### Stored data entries
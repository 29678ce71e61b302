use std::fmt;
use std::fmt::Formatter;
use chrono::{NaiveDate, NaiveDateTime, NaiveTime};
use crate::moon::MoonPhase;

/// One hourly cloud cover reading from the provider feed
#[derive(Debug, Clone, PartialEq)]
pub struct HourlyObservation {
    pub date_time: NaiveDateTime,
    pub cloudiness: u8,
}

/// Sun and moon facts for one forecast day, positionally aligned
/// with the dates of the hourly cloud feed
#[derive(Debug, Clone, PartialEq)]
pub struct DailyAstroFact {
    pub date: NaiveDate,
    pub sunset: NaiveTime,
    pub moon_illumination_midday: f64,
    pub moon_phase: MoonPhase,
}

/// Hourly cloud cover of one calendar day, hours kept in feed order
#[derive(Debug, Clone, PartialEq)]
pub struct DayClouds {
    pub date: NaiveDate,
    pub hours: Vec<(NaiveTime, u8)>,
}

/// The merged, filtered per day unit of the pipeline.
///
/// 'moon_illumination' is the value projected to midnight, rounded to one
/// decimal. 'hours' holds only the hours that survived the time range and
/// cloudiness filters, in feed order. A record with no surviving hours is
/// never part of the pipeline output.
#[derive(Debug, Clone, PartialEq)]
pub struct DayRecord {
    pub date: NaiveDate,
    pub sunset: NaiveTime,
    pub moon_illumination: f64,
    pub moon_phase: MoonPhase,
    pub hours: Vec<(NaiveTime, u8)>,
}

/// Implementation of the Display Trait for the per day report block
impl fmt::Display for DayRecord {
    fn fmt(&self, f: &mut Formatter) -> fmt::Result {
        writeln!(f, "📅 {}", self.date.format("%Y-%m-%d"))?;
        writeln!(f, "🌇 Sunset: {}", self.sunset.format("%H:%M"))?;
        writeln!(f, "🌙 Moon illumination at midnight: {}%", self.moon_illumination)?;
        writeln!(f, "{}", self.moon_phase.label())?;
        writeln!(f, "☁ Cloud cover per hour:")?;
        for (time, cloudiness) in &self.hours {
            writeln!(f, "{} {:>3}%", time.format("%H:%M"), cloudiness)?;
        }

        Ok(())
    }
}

...

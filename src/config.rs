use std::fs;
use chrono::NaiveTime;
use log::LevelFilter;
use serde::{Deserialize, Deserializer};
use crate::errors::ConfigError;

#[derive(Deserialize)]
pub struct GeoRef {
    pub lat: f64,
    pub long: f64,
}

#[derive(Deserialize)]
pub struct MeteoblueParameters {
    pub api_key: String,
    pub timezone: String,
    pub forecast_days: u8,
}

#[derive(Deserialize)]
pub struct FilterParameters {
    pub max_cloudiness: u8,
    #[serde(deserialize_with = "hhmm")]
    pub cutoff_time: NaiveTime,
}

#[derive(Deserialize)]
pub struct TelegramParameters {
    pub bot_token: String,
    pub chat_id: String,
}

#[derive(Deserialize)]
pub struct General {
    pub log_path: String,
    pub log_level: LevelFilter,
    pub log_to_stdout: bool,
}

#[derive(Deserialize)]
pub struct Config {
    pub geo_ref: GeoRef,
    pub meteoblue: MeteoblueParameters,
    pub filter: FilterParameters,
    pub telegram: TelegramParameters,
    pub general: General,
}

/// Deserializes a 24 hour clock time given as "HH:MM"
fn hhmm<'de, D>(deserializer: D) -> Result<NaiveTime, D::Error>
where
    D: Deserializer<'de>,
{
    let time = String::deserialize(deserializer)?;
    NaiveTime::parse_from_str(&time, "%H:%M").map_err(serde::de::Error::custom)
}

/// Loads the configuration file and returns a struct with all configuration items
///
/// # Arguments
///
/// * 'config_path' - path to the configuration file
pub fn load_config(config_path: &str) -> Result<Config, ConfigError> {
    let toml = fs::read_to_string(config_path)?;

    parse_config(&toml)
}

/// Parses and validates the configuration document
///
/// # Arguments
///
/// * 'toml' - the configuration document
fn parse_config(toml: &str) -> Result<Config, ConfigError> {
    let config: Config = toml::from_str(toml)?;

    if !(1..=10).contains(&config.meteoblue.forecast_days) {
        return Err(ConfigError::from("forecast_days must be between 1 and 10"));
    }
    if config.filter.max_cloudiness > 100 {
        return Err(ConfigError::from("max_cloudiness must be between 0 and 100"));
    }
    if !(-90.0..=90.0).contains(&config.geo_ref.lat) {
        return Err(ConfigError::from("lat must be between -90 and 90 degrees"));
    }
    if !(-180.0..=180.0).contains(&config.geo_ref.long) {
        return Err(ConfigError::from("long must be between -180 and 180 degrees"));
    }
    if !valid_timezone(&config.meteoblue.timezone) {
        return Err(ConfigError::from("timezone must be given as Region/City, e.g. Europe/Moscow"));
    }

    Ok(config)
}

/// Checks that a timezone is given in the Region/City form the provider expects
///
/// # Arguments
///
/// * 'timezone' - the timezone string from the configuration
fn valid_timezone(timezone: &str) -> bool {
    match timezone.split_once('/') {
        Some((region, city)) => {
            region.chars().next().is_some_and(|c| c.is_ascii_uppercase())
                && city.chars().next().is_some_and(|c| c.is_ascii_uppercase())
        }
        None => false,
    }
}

### Exercise requirements
Copy down each line in the entries that has the word "chars".

### Worked solution
            region.chars().next().is_some_and(|c| c.is_ascii_uppercase())
                && city.chars().next().is_some_and(|c| c.is_ascii_uppercase())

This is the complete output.